= Kuria District =

Former administrative district in Kenya

Kuria District was an administrative district in the Nyanza Province of Kenya. Its capital town is Kehancha (sometimes spelled as Kihancha). The district has a population of 256,086 (2009 census) and an area of 581/km^{2}. It is inhabited by a minority group of people fondly known as Kuria people, also referred to as Abakuria (Mkuria/Wakuria) in Swahili. They are scattered across the Kenya-Tanzania border and are neighbors to the Kisii, Luo, and Maasai people.

Following the Referendum of 2010 and the promulgation of the Constitution of Kenya, Kuria District became part of Migori County which is under the leadership of Governor Ochilo G. M. Ayacko. and his deputy, Joseph Gimunta Mahiri.
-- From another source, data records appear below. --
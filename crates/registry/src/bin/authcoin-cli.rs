//! AuthCoin CLI
//!
//! Command-line front end for a ledger host: inspect registry state and
//! submit transactions from JSON-lines files.

use anyhow::{bail, Context, Result};
use authcoin_core::{logging, AccountId, AuthCoinConfig};
use authcoin_registry::{LedgerHost, Transaction};
use serde::Serialize;
use std::fs;
use std::io::{self, BufRead};
use std::path::{Path, PathBuf};
use std::process;

/// JSON output for the status command
#[derive(Debug, Serialize)]
struct StatusOutput {
    node_id: String,
    ledger_entries: u64,
    ledger_healthy: bool,
    startup_checks: u64,
    corruption_detections: u64,
    verifier_types: Vec<String>,
    eir_count: usize,
    vae_count: usize,
}

/// JSON output for one submitted transaction
#[derive(Debug, Serialize)]
struct SubmitOutput {
    line: usize,
    op: &'static str,
    accepted: bool,
    seq_no: Option<u64>,
    tx_id: Option<String>,
    events: Vec<&'static str>,
    error: Option<String>,
}

fn load_config(path: &Path) -> Result<AuthCoinConfig> {
    let config = AuthCoinConfig::from_file(path)
        .with_context(|| format!("Failed to load config {}", path.display()))?;
    logging::init_from_config(&config.logging);
    Ok(config)
}

fn read_transactions(path: &Path) -> Result<Vec<(usize, Transaction)>> {
    let file = fs::File::open(path).with_context(|| format!("Failed to open {}", path.display()))?;
    let reader = io::BufReader::new(file);
    let mut transactions = Vec::new();

    for (index, line) in reader.lines().enumerate() {
        let line = line?;
        let line = line.trim();
        if line.is_empty() || line.starts_with('#') {
            continue;
        }
        let tx: Transaction = serde_json::from_str(line)
            .with_context(|| format!("Invalid transaction on line {}", index + 1))?;
        transactions.push((index + 1, tx));
    }

    Ok(transactions)
}

fn cmd_status(config_path: PathBuf, json: bool) -> Result<()> {
    let config = load_config(&config_path)?;
    let host = LedgerHost::open(&config)?;
    let registry = host.registry();
    let metrics = host.ledger().metrics();

    let output = StatusOutput {
        node_id: host.ledger().node_id().to_string(),
        ledger_entries: host.ledger().len()?,
        ledger_healthy: host.ledger().get_ledger_health().status.is_ok(),
        startup_checks: metrics.ledger_startup_checks_total,
        corruption_detections: metrics.ledger_corruption_detections_total,
        verifier_types: registry
            .get_signature_verifier_types()
            .iter()
            .map(|t| t.label())
            .collect(),
        eir_count: registry.get_eir_count(),
        vae_count: registry.get_vae_count(),
    };

    if json {
        println!("{}", serde_json::to_string_pretty(&output)?);
    } else {
        println!("Node: {}", output.node_id);
        println!("Ledger entries: {}", output.ledger_entries);
        println!("Ledger healthy: {}", output.ledger_healthy);
        println!(
            "Startup checks: {} ({} corrupt)",
            output.startup_checks, output.corruption_detections
        );
        println!("Verifier registrations: {}", output.verifier_types.join(", "));
        println!("Identities: {}", output.eir_count);
        println!("Sessions: {}", output.vae_count);
    }

    Ok(())
}

fn cmd_submit(config_path: PathBuf, caller: String, input: PathBuf, json: bool) -> Result<()> {
    let config = load_config(&config_path)?;
    let transactions = read_transactions(&input)?;
    if transactions.is_empty() {
        bail!("No transactions found in {}", input.display());
    }

    let mut host = LedgerHost::open(&config)?;
    let caller = AccountId::new(caller);
    let mut rejected = 0usize;

    for (line, tx) in transactions {
        let op = tx.name();
        let output = match host.submit(&caller, tx) {
            Ok(receipt) => SubmitOutput {
                line,
                op,
                accepted: true,
                seq_no: Some(receipt.seq_no),
                tx_id: Some(receipt.tx_id),
                events: receipt.events.iter().map(|e| e.name()).collect(),
                error: None,
            },
            Err(e) => {
                rejected += 1;
                SubmitOutput {
                    line,
                    op,
                    accepted: false,
                    seq_no: None,
                    tx_id: None,
                    events: Vec::new(),
                    error: Some(e.to_string()),
                }
            }
        };

        if json {
            println!("{}", serde_json::to_string(&output)?);
        } else if let Some(error) = &output.error {
            println!("line {}: {} rejected: {}", line, op, error);
        } else {
            println!(
                "line {}: {} accepted at seq_no {} [{}]",
                line,
                op,
                output.seq_no.unwrap_or_default(),
                output.events.join(", ")
            );
        }
    }

    if rejected > 0 {
        bail!("{} transaction(s) rejected", rejected);
    }
    Ok(())
}

fn print_usage() {
    println!("AuthCoin CLI - Inspect and drive an AuthCoin registry");
    println!();
    println!("USAGE:");
    println!("    authcoin-cli status --config <file> [--json]");
    println!("    authcoin-cli submit --config <file> --caller <account> --input <file> [--json]");
    println!();
    println!("COMMANDS:");
    println!("    status    Replay the ledger and print registry counts");
    println!("    submit    Submit JSON-lines transactions as <account>");
    println!();
    println!("EXAMPLES:");
    println!("    authcoin-cli status --config authcoin.toml");
    println!("    authcoin-cli submit --config authcoin.toml --caller owner --input genesis.jsonl");
}

fn main() {
    let args: Vec<String> = std::env::args().collect();
    if args.len() < 2 {
        print_usage();
        process::exit(1);
    }

    let command = args[1].as_str();
    let mut config = None;
    let mut caller = None;
    let mut input = None;
    let mut json = false;

    let mut i = 2;
    while i < args.len() {
        match args[i].as_str() {
            "--config" | "-c" => {
                i += 1;
                config = args.get(i).map(PathBuf::from);
            }
            "--caller" => {
                i += 1;
                caller = args.get(i).cloned();
            }
            "--input" | "-i" => {
                i += 1;
                input = args.get(i).map(PathBuf::from);
            }
            "--json" => json = true,
            _ => {}
        }
        i += 1;
    }

    let result = match (command, config) {
        ("status", Some(config)) => cmd_status(config, json),
        ("submit", Some(config)) => match (caller, input) {
            (Some(caller), Some(input)) => cmd_submit(config, caller, input, json),
            _ => Err(anyhow::anyhow!("submit requires --caller and --input")),
        },
        ("status" | "submit", None) => Err(anyhow::anyhow!("Missing --config argument")),
        ("help" | "--help" | "-h", _) => {
            print_usage();
            Ok(())
        }
        (other, _) => Err(anyhow::anyhow!("Unknown command: {}", other)),
    };

    if let Err(e) = result {
        eprintln!("Error: {:#}", e);
        process::exit(1);
    }
}
//! Client-side signers producing signatures the built-in verifiers accept.
//!
//! Ed25519 and P-256 signing cannot fail once a key is loaded; secp256k1 and
//! RSA signing return a `Result`.
//!
//! Participants use these to sign record digests before submitting them to
//! the registry. Private keys never leave the signer.

use crate::error::CryptoError;
use authcoin_core::Digest;
use ed25519_dalek::Signer as _;
use zeroize::Zeroize;

/// Ed25519 key pair. Public content is the 32-byte verifying key.
pub struct Ed25519Signer {
    signing_key: ed25519_dalek::SigningKey,
}

impl Ed25519Signer {
    /// Generate a fresh key from the thread RNG.
    pub fn generate() -> Self {
        use rand::RngCore;
        let mut secret = [0u8; 32];
        rand::thread_rng().fill_bytes(&mut secret);
        let signer = Self::from_seed(secret);
        secret.zeroize();
        signer
    }

    pub fn from_seed(seed: [u8; 32]) -> Self {
        Self {
            signing_key: ed25519_dalek::SigningKey::from_bytes(&seed),
        }
    }

    /// Load from secret key bytes. The temporary copy is zeroized.
    pub fn from_key(key_bytes: &[u8]) -> Result<Self, CryptoError> {
        let mut key_array: [u8; 32] =
            key_bytes.try_into().map_err(|_| CryptoError::InvalidKey {
                reason: format!("Invalid key length: {} (expected 32)", key_bytes.len()),
            })?;
        let signer = Self::from_seed(key_array);
        key_array.zeroize();
        Ok(signer)
    }

    pub fn public_content(&self) -> Vec<u8> {
        self.signing_key.verifying_key().to_bytes().to_vec()
    }

    pub fn sign_digest(&self, digest: &Digest) -> Vec<u8> {
        self.signing_key.sign(digest.as_bytes()).to_bytes().to_vec()
    }
}

/// ECDSA P-256 key pair. Public content is the compressed SEC1 point.
pub struct P256Signer {
    signing_key: p256::ecdsa::SigningKey,
}

impl P256Signer {
    pub fn generate() -> Self {
        Self {
            signing_key: p256::ecdsa::SigningKey::random(&mut rand::rngs::OsRng),
        }
    }

    /// Scalar must be non-zero and below the curve order.
    pub fn from_seed(seed: [u8; 32]) -> Result<Self, CryptoError> {
        let signing_key =
            p256::ecdsa::SigningKey::from_slice(&seed).map_err(|e| CryptoError::InvalidKey {
                reason: e.to_string(),
            })?;
        Ok(Self { signing_key })
    }

    pub fn public_content(&self) -> Vec<u8> {
        self.signing_key
            .verifying_key()
            .to_encoded_point(true)
            .as_bytes()
            .to_vec()
    }

    /// Fixed 64-byte `r || s` encoding.
    pub fn sign_digest(&self, digest: &Digest) -> Vec<u8> {
        use p256::ecdsa::signature::Signer as _;
        let signature: p256::ecdsa::Signature = self.signing_key.sign(digest.as_bytes());
        signature.to_bytes().to_vec()
    }

    pub fn sign_digest_der(&self, digest: &Digest) -> Vec<u8> {
        use p256::ecdsa::signature::Signer as _;
        let signature: p256::ecdsa::Signature = self.signing_key.sign(digest.as_bytes());
        signature.to_der().as_bytes().to_vec()
    }
}

/// ECDSA secp256k1 key pair. Public content is the compressed SEC1 point.
pub struct Secp256k1Signer {
    signing_key: k256::ecdsa::SigningKey,
}

impl Secp256k1Signer {
    pub fn generate() -> Self {
        Self {
            signing_key: k256::ecdsa::SigningKey::random(&mut rand::rngs::OsRng),
        }
    }

    /// Scalar must be non-zero and below the curve order.
    pub fn from_seed(seed: [u8; 32]) -> Result<Self, CryptoError> {
        let signing_key =
            k256::ecdsa::SigningKey::from_slice(&seed).map_err(|e| CryptoError::InvalidKey {
                reason: e.to_string(),
            })?;
        Ok(Self { signing_key })
    }

    pub fn public_content(&self) -> Vec<u8> {
        self.signing_key
            .verifying_key()
            .to_encoded_point(true)
            .as_bytes()
            .to_vec()
    }

    /// Recoverable 65-byte `r || s || v` signature over the digest.
    pub fn sign_digest(&self, digest: &Digest) -> Result<Vec<u8>, CryptoError> {
        let (signature, recovery_id) = self
            .signing_key
            .sign_prehash_recoverable(digest.as_bytes())
            .map_err(|e| CryptoError::SigningFailed {
                reason: e.to_string(),
            })?;
        let mut bytes = signature.to_bytes().to_vec();
        bytes.push(recovery_id.to_byte());
        Ok(bytes)
    }

    /// Fixed 64-byte `r || s` signature over the digest.
    pub fn sign_digest_compact(&self, digest: &Digest) -> Result<Vec<u8>, CryptoError> {
        use k256::ecdsa::signature::hazmat::PrehashSigner as _;
        let signature: k256::ecdsa::Signature = self
            .signing_key
            .sign_prehash(digest.as_bytes())
            .map_err(|e| CryptoError::SigningFailed {
                reason: e.to_string(),
            })?;
        Ok(signature.to_bytes().to_vec())
    }
}

/// RSA key pair with public exponent 65537. Public content is the bare
/// big-endian modulus.
pub struct RsaSigner {
    private_key: rsa::RsaPrivateKey,
}

impl RsaSigner {
    pub fn generate(bits: usize) -> Result<Self, CryptoError> {
        let private_key = rsa::RsaPrivateKey::new(&mut rand::thread_rng(), bits).map_err(|e| {
            CryptoError::InvalidKey {
                reason: e.to_string(),
            }
        })?;
        Ok(Self { private_key })
    }

    /// Deterministic key generation from a seeded RNG.
    pub fn from_seed(seed: [u8; 32], bits: usize) -> Result<Self, CryptoError> {
        use rand::SeedableRng;
        let mut rng = rand::rngs::StdRng::from_seed(seed);
        let private_key =
            rsa::RsaPrivateKey::new(&mut rng, bits).map_err(|e| CryptoError::InvalidKey {
                reason: e.to_string(),
            })?;
        Ok(Self { private_key })
    }

    pub fn public_content(&self) -> Vec<u8> {
        use rsa::traits::PublicKeyParts as _;
        self.private_key.n().to_bytes_be()
    }

    /// PKCS#1 DER encoding of the public key.
    pub fn public_key_der(&self) -> Result<Vec<u8>, CryptoError> {
        use rsa::pkcs1::EncodeRsaPublicKey as _;
        self.private_key
            .to_public_key()
            .to_pkcs1_der()
            .map(|doc| doc.as_bytes().to_vec())
            .map_err(|e| CryptoError::InvalidKey {
                reason: e.to_string(),
            })
    }

    /// PKCS#1 v1.5 signature over the raw digest.
    pub fn sign_digest(&self, digest: &Digest) -> Result<Vec<u8>, CryptoError> {
        self.private_key
            .sign(rsa::Pkcs1v15Sign::new_unprefixed(), digest.as_bytes())
            .map_err(|e| CryptoError::SigningFailed {
                reason: e.to_string(),
            })
    }
}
Kuria District was split into two in December 2007, Kuria West District with Kehancha as the district capital and Kuria East District with Kegonga as the district capital.

Kuria West covers three administrative divisions namely Kehancha, Mabera and Masaba Divisions while Kuria East spans the two administrative divisions namely Kegonga and Ntimaru.

There are two constituencies in the former District, Kuria West and Kuria East. At the 2009 Kenya Population and housing census, Kuria West had a population of 162,857. As of 2023 it was headed by Mathias Robi Nyamabe, who was re-elected to parliament for a third time, and Kuria East until 2022 was headed by Kitayama Marwa Kemero Maisori. Kuria East had a population of 93,229 at the 2009 census.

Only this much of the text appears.